The current version is based on the MS otel package and is optimized for container deployments. Requires a one liner in the startup.cs and using an existing pipeline template...yep, adoption still sucks. But I'm okay with that, I'd rather a team plan-fully implement observability and consider the metrics and attributes they care about than spend a bunch of money on licensing to store data no one is using.

If teams don't care enough to spend a sprint of effort adding observability goodness to their app then let them fail.

In place tracing without a redeployment smells like a service mesh or a big expensive APM agent. Doesn't seem to belong here.

nrcventura commented 2 years ago

For .NET, you should be able to reduce auto-instrumentation of the application during build time into adding a single line (reference to the auto-instrumentation nuget package) to the app .csproj file. Adding a single line to the .csproj does not sound like a lot of developers' involvement.

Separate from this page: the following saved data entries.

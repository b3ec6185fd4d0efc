//! Prune command UI views

use std::path::Path;

use modtrim::application::PruneReport;

use crate::ui::primitives::icon::Icon;
use crate::ui::theme::{colors, paint, paint_bold};
use crate::ui::views::plan::display_path;

/// Render the prune command header
pub fn render_prune_header(
    root: &Path,
    dry_run: bool,
    supports_color: bool,
    supports_unicode: bool,
) -> String {
    let title = if dry_run {
        "modtrim prune (dry run)"
    } else {
        "modtrim prune"
    };
    format!(
        "{} {}\n  Project: {}\n\n",
        Icon::Prune.colored(supports_color, supports_unicode),
        paint_bold(title, colors::INFO, supports_color),
        root.display()
    )
}

/// Render the outcome of a run
pub fn render_prune_result(
    report: &PruneReport,
    root: &Path,
    supports_color: bool,
    supports_unicode: bool,
) -> String {
    let total = report.plan.as_ref().map(|p| p.step_count()).unwrap_or(0);
    let has_issues = report.modules_with_residue().next().is_some()
        || !report.test_roots_failed.is_empty();

    let (icon, title) = if report.cancelled {
        (
            Icon::Warning,
            format!(
                "Prune cancelled after {} of {} steps",
                report.completed_steps(),
                total
            ),
        )
    } else if report.is_complete() && total == 0 {
        (Icon::Success, "Nothing to prune".to_string())
    } else if report.is_complete() && has_issues {
        (Icon::Warning, "Prune finished with leftovers".to_string())
    } else if report.is_complete() {
        (Icon::Success, "Prune complete".to_string())
    } else {
        (Icon::Success, "Dry run complete, nothing removed".to_string())
    };

    let title_color = if icon == Icon::Success {
        colors::SUCCESS
    } else {
        colors::WARNING
    };
    let mut out = format!(
        "{} {}\n",
        icon.colored(supports_color, supports_unicode),
        paint_bold(&title, title_color, supports_color)
    );

    if report.is_complete() || report.cancelled {
        out.push_str(&format!("  {} modules removed\n", report.disposed.len()));
        out.push_str(&format!(
            "  {} test roots deleted\n",
            report.test_roots_deleted.len()
        ));
        out.push_str(&format!("  {} files deleted\n", report.files_deleted()));
    }

    for module in report.modules_with_residue() {
        out.push_str(&format!(
            "  {} {}: some files could not be deleted\n",
            Icon::Warning.colored(supports_color, supports_unicode),
            module.name
        ));
    }
    for path in &report.test_roots_failed {
        out.push_str(&format!(
            "  {} could not delete {}\n",
            Icon::Warning.colored(supports_color, supports_unicode),
            display_path(path, root)
        ));
    }

    if !report.is_complete() && !report.cancelled {
        out.push_str(&format!(
            "  {}\n",
            paint("Run without --dry-run to prune", colors::DIM, supports_color)
        ));
    }

    out
}

#[cfg(test)]
mod tests {
    use super::*;
    use modtrim::application::{DisposedModule, PruneStage, TreeDeletion};
    use std::path::PathBuf;

    fn disposed(name: &str, files: usize, failed: usize) -> DisposedModule {
        DisposedModule {
            name: name.to_string(),
            deletion: TreeDeletion {
                passes: 2,
                files_deleted: files,
                failed_attempts: failed,
                exhausted: false,
            },
        }
    }

    #[test]
    fn complete_run_lists_counts() {
        let report = PruneReport {
            stage: PruneStage::Done,
            disposed: vec![disposed("legacy", 7, 0)],
            test_roots_deleted: vec![PathBuf::from("/p/core/src/test")],
            ..PruneReport::default()
        };

        let out = render_prune_result(&report, Path::new("/p"), false, false);

        assert!(out.contains("Prune complete"));
        assert!(out.contains("1 modules removed"));
        assert!(out.contains("7 files deleted"));
    }

    #[test]
    fn leftovers_are_reported() {
        let report = PruneReport {
            stage: PruneStage::Done,
            disposed: vec![disposed("legacy", 3, 1)],
            test_roots_failed: vec![PathBuf::from("/p/core/src/test")],
            ..PruneReport::default()
        };

        let out = render_prune_result(&report, Path::new("/p"), false, false);

        assert!(out.contains("finished with leftovers"));
        assert!(out.contains("legacy: some files could not be deleted"));
        assert!(out.contains("could not delete core/src/test"));
    }

    #[test]
    fn cancelled_run_says_so() {
        let report = PruneReport {
            stage: PruneStage::DisposingModules,
            disposed: vec![disposed("a", 1, 0)],
            cancelled: true,
            ..PruneReport::default()
        };

        let out = render_prune_result(&report, Path::new("/p"), false, true);
        assert!(out.contains("Prune cancelled after 1 of 0 steps"));
    }

    #[test]
    fn dry_run_points_to_next_step() {
        let report = PruneReport {
            stage: PruneStage::Planned,
            ..PruneReport::default()
        };

        let out = render_prune_result(&report, Path::new("/p"), false, false);
        assert!(out.contains("Dry run complete"));
        assert!(out.contains("Run without --dry-run"));
    }
}
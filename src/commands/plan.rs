//! Plan command handler
//!
//! Shows what `prune` would do without touching anything.

use std::path::Path;

use anyhow::Result;

use modtrim::config::Config;
use modtrim::presentation::create_plan_use_case;

use crate::ui::context::UiContext;
use crate::ui::views::plan::{plan_json, render_plan};

pub fn cmd_plan(project: &Path, module: &str, config: &Config, json: bool, verbose: u8) -> Result<()> {
    let ui = UiContext::new(json, verbose);
    let (model, modules) = super::open_project(project)?;
    let root = model.root().to_path_buf();

    let use_case = create_plan_use_case(model, config);
    let Some(plan) = use_case.plan(module)? else {
        super::report_unknown_module(module, json);
        return Ok(());
    };

    if json {
        println!("{}", plan_json(&plan, &modules, &root));
    } else {
        print!("{}", render_plan(&plan, &modules, &root, ui.color, ui.unicode));
    }
    Ok(())
}
//! DescriptorResolver port
//!
//! Lookups over build descriptors. Every step can come up empty: a module
//! may be unmanaged, a descriptor may have no parent, a parent id may be
//! unknown, and a known descriptor may have no module in this project.

use crate::domain::entities::{DescriptorId, ModuleId, ProjectDescriptor};

pub trait DescriptorResolver {
    /// Descriptor of a managed module
    fn descriptor_of(&self, module: ModuleId) -> Option<&ProjectDescriptor>;

    /// Descriptor registered under `id`
    fn resolve(&self, id: &DescriptorId) -> Option<&ProjectDescriptor>;

    /// Module that owns `descriptor`, if it belongs to this project
    fn owning_module(&self, descriptor: &ProjectDescriptor) -> Option<ModuleId>;

    /// Module owning the parent descriptor of `module`
    fn parent_module(&self, module: ModuleId) -> Option<ModuleId> {
        let descriptor = self.descriptor_of(module)?;
        let parent_id = descriptor.parent()?;
        let parent = self.resolve(parent_id)?;
        self.owning_module(parent)
    }
}
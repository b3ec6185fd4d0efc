//! Same-thread executor

use std::sync::{Mutex, MutexGuard, PoisonError};

use crate::domain::ports::{DispatchError, MutationExecutor};

use super::CancellationToken;

/// Runs every hand-off on the calling thread while holding a lock on the state.
///
/// Used by `plan` and by tests, where no separate privileged context is needed.
#[derive(Debug)]
pub struct InlineExecutor<S> {
    state: Mutex<S>,
    token: CancellationToken,
}

impl<S> InlineExecutor<S> {
    pub fn new(state: S) -> Self {
        Self::with_token(state, CancellationToken::new())
    }

    pub fn with_token(state: S, token: CancellationToken) -> Self {
        Self {
            state: Mutex::new(state),
            token,
        }
    }

    pub fn token(&self) -> &CancellationToken {
        &self.token
    }

    /// Read the state outside of a hand-off
    pub fn with_state<R>(&self, f: impl FnOnce(&S) -> R) -> R {
        f(&self.lock())
    }

    pub fn into_inner(self) -> S {
        self.state
            .into_inner()
            .unwrap_or_else(PoisonError::into_inner)
    }

    fn lock(&self) -> MutexGuard<'_, S> {
        self.state.lock().unwrap_or_else(PoisonError::into_inner)
    }
}

impl<S: Send> MutationExecutor<S> for InlineExecutor<S> {
    fn dispatch<R, F>(&self, task: F, cancellable: bool) -> Result<R, DispatchError>
    where
        F: FnOnce(&mut S) -> R + Send + 'static,
        R: Send + 'static,
    {
        if cancellable && self.token.is_cancelled() {
            return Err(DispatchError::Cancelled);
        }
        Ok(task(&mut self.lock()))
    }

    fn is_cancelled(&self) -> bool {
        self.token.is_cancelled()
    }
}
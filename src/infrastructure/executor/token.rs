//! Cooperative cancellation

use std::sync::atomic::{AtomicBool, Ordering};
use std::sync::Arc;

/// Shared cancellation flag. Clones observe the same flag; once set it stays set.
#[derive(Debug, Clone, Default)]
pub struct CancellationToken {
    cancelled: Arc<AtomicBool>,
}

impl CancellationToken {
    pub fn new() -> Self {
        Self::default()
    }

    pub fn cancel(&self) {
        self.cancelled.store(true, Ordering::SeqCst);
    }

    pub fn is_cancelled(&self) -> bool {
        self.cancelled.load(Ordering::SeqCst)
    }
}
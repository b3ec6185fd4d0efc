//! Workspace file policy
//!
//! Decides which nodes pruning must leave alone. Project and workspace
//! management files are protected, except module descriptor files, which go
//! with their module.

use std::path::Path;

pub const DEFAULT_DESCRIPTOR_EXTENSION: &str = "iml";

#[derive(Debug, Clone, PartialEq, Eq)]
pub struct WorkspaceFilePolicy {
    workspace_dirs: Vec<String>,
    workspace_extensions: Vec<String>,
    workspace_files: Vec<String>,
    descriptor_extension: String,
}

impl Default for WorkspaceFilePolicy {
    fn default() -> Self {
        Self {
            workspace_dirs: vec![".idea".to_string(), ".modtrim".to_string()],
            workspace_extensions: vec!["ipr".to_string(), "iws".to_string(), "iml".to_string()],
            workspace_files: vec!["modtrim.toml".to_string(), "modtrim.lock".to_string()],
            descriptor_extension: DEFAULT_DESCRIPTOR_EXTENSION.to_string(),
        }
    }
}

impl WorkspaceFilePolicy {
    pub fn new() -> Self {
        Self::default()
    }

    /// Directory names whose whole subtree is workspace metadata
    pub fn with_workspace_dirs(mut self, dirs: Vec<String>) -> Self {
        self.workspace_dirs = dirs;
        self
    }

    /// Extensions (without the dot) of workspace files
    pub fn with_workspace_extensions(mut self, extensions: Vec<String>) -> Self {
        self.workspace_extensions = extensions;
        self
    }

    /// Exact file names of workspace files
    pub fn with_workspace_files(mut self, files: Vec<String>) -> Self {
        self.workspace_files = files;
        self
    }

    /// Extension (without the dot) of module descriptor files
    pub fn with_descriptor_extension(mut self, extension: impl Into<String>) -> Self {
        self.descriptor_extension = extension.into().trim_start_matches('.').to_string();
        self
    }

    pub fn descriptor_extension(&self) -> &str {
        &self.descriptor_extension
    }

    /// Whether `path` is project or workspace management metadata
    pub fn is_workspace_file(&self, path: &Path) -> bool {
        self.in_workspace_dir(path) || self.is_workspace_name(path)
    }

    /// Whether pruning must skip `path`
    pub fn is_protected(&self, path: &Path) -> bool {
        self.is_workspace_file(path) && !self.is_module_descriptor(path)
    }

    /// Like [`is_protected`](Self::is_protected), but workspace directories
    /// only count below `root`.
    pub fn is_protected_in(&self, root: &Path, path: &Path) -> bool {
        let relative = path.strip_prefix(root).unwrap_or(path);
        (self.in_workspace_dir(relative) || self.is_workspace_name(path))
            && !self.is_module_descriptor(path)
    }

    fn in_workspace_dir(&self, path: &Path) -> bool {
        path.components().any(|c| {
            c.as_os_str()
                .to_str()
                .is_some_and(|name| self.workspace_dirs.iter().any(|d| d == name))
        })
    }

    fn is_workspace_name(&self, path: &Path) -> bool {
        let Some(name) = path.file_name().and_then(|n| n.to_str()) else {
            return false;
        };
        if self.workspace_files.iter().any(|f| f == name) {
            return true;
        }
        path.extension()
            .and_then(|e| e.to_str())
            .is_some_and(|ext| self.workspace_extensions.iter().any(|w| w == ext))
    }

    fn is_module_descriptor(&self, path: &Path) -> bool {
        let suffix = format!(".{}", self.descriptor_extension);
        path.file_name()
            .and_then(|n| n.to_str())
            .is_some_and(|name| name.ends_with(&suffix))
    }
}
//! Logging setup
//!
//! Structured logs go to stderr through `tracing-subscriber`. The level comes
//! from the configured verbosity, raised by each `-v`; `MODTRIM_LOG` (or
//! `RUST_LOG`) replaces the whole filter when set.

use is_terminal::IsTerminal;
use tracing_subscriber::filter::LevelFilter;
use tracing_subscriber::layer::SubscriberExt;
use tracing_subscriber::util::{SubscriberInitExt, TryInitError};
use tracing_subscriber::EnvFilter;

use crate::config::Verbosity;

pub const LOG_ENV: &str = "MODTRIM_LOG";

/// Default level for a verbosity setting and a `-v` count
pub fn level_for(verbosity: Verbosity, verbose: u8) -> LevelFilter {
    let base: u8 = match verbosity {
        Verbosity::Quiet => 0,
        Verbosity::Normal => 1,
        Verbosity::Verbose => 2,
        Verbosity::Debug => 3,
    };
    match base.saturating_add(verbose) {
        0 => LevelFilter::ERROR,
        1 => LevelFilter::WARN,
        2 => LevelFilter::INFO,
        3 => LevelFilter::DEBUG,
        _ => LevelFilter::TRACE,
    }
}

/// Build the filter; `lookup` reads environment variables
pub fn build_env_filter(
    default: LevelFilter,
    lookup: impl Fn(&str) -> Option<String>,
) -> EnvFilter {
    let builder = EnvFilter::builder().with_default_directive(default.into());
    match lookup(LOG_ENV).or_else(|| lookup("RUST_LOG")) {
        Some(directives) => builder.parse_lossy(directives),
        None => builder.parse_lossy(""),
    }
}

/// Install the global subscriber
pub fn init(verbosity: Verbosity, verbose: u8) -> Result<(), TryInitError> {
    let filter = build_env_filter(level_for(verbosity, verbose), |key| std::env::var(key).ok());
    let layer = tracing_subscriber::fmt::layer()
        .compact()
        .with_target(false)
        .with_ansi(std::io::stderr().is_terminal())
        .with_writer(std::io::stderr);

    tracing_subscriber::registry()
        .with(filter)
        .with(layer)
        .try_init()
}
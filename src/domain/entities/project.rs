//! Project model entity
//!
//! The live module set plus the descriptors that carry parent edges.
//! Infrastructure loads it from the manifest; tests build it directly.

use std::path::{Path, PathBuf};

use crate::domain::ports::{DescriptorResolver, ModuleRegistry, RegistryError};

use super::{DescriptorId, Module, ModuleId, ProjectDescriptor};

#[derive(Debug, Clone)]
struct DescriptorEntry {
    descriptor: ProjectDescriptor,
    owner: Option<ModuleId>,
}

#[derive(Debug, Clone, Default)]
pub struct ProjectModel {
    root: PathBuf,
    modules: Vec<Module>,
    descriptors: Vec<DescriptorEntry>,
    next_id: u32,
}

impl ProjectModel {
    pub fn new(root: impl Into<PathBuf>) -> Self {
        Self {
            root: root.into(),
            ..Self::default()
        }
    }

    /// Directory all relative manifest paths are resolved against
    pub fn root(&self) -> &Path {
        &self.root
    }

    /// Register a module and return its identity
    pub fn add_module(
        &mut self,
        name: impl Into<String>,
        content_roots: Vec<PathBuf>,
        test_roots: Vec<PathBuf>,
    ) -> ModuleId {
        let id = ModuleId::new(self.next_id);
        self.next_id += 1;
        self.modules.push(
            Module::new(id, name)
                .with_content_roots(content_roots)
                .with_test_roots(test_roots),
        );
        id
    }

    /// Declare that `from` needs `to`. Unknown modules are ignored.
    pub fn add_dependency(&mut self, from: ModuleId, to: ModuleId) {
        if self.module(to).is_none() {
            return;
        }
        if let Some(module) = self.modules.iter_mut().find(|m| m.id() == from) {
            module.add_dependency(to);
        }
    }

    /// Attach a descriptor to a module, replacing any previous one
    pub fn set_descriptor(&mut self, module: ModuleId, descriptor: ProjectDescriptor) {
        self.descriptors.retain(|e| e.owner != Some(module));
        self.descriptors.push(DescriptorEntry {
            descriptor,
            owner: Some(module),
        });
    }

    /// Register a descriptor that no module in this project owns
    pub fn add_external_descriptor(&mut self, descriptor: ProjectDescriptor) {
        self.descriptors.push(DescriptorEntry {
            descriptor,
            owner: None,
        });
    }

    /// Drop a module, its outgoing dependency edges and every edge pointing at it.
    ///
    /// Its descriptor stays resolvable but no longer has an owner.
    pub fn remove_module(&mut self, id: ModuleId) -> Option<Module> {
        let index = self.modules.iter().position(|m| m.id() == id)?;
        let removed = self.modules.remove(index);
        for module in &mut self.modules {
            module.retain_dependencies(|dep| dep != id);
        }
        for entry in &mut self.descriptors {
            if entry.owner == Some(id) {
                entry.owner = None;
            }
        }
        Some(removed)
    }
}

impl ModuleRegistry for ProjectModel {
    fn modules(&self) -> &[Module] {
        &self.modules
    }

    fn unregister(&mut self, id: ModuleId) -> Result<(), RegistryError> {
        self.remove_module(id)
            .map(|_| ())
            .ok_or(RegistryError::UnknownModule { id })
    }
}

impl DescriptorResolver for ProjectModel {
    fn descriptor_of(&self, module: ModuleId) -> Option<&ProjectDescriptor> {
        self.descriptors
            .iter()
            .find(|e| e.owner == Some(module))
            .map(|e| &e.descriptor)
    }

    fn resolve(&self, id: &DescriptorId) -> Option<&ProjectDescriptor> {
        self.descriptors
            .iter()
            .find(|e| e.descriptor.id() == id)
            .map(|e| &e.descriptor)
    }

    fn owning_module(&self, descriptor: &ProjectDescriptor) -> Option<ModuleId> {
        self.descriptors
            .iter()
            .find(|e| e.descriptor.id() == descriptor.id())
            .and_then(|e| e.owner)
    }
}
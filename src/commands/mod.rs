//! Command handlers for the modtrim binary

pub mod plan;
pub mod prune;

use std::path::Path;

use anyhow::{Context, Result};

use modtrim::domain::entities::Module;
use modtrim::domain::ports::ModuleRegistry;
use modtrim::infrastructure::TomlProjectModel;

/// Load the project manifest with the module list snapshot views need
pub(crate) fn open_project(project: &Path) -> Result<(TomlProjectModel, Vec<Module>)> {
    let model = TomlProjectModel::open(project)
        .with_context(|| format!("cannot load project at {}", project.display()))?;
    let modules = model.modules().to_vec();
    Ok((model, modules))
}

/// Printed when the target names no module; the run is a no-op
pub(crate) fn report_unknown_module(module: &str, json: bool) {
    if json {
        println!(
            "{}",
            serde_json::json!({
                "event": "aborted",
                "reason": "unknown_module",
                "module": module,
            })
        );
    } else {
        eprintln!("No module named '{}'. Nothing to do.", module);
    }
}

I would update the documentation to strongly encourage dealing with auto-instrumentation and version mismatches during build time and describe the solutions that require editing of already published apps as last resort.

Even with the build-time solution in place and being promoted as the highly recommended solution, there are use cases where a build-time solution is just not feasible. For example, when company A purchases software from company B and "installs" it in company A's environment, the software from company B is already built. However, company A still wants to collect telemetry data from that software. In that scenario, I think that it would be acceptable for company A to change some sort of configuration (file or environment) to opt-in to forcing a different dependency to load, and should treat any such opt-in as if it was building a custom version of the software.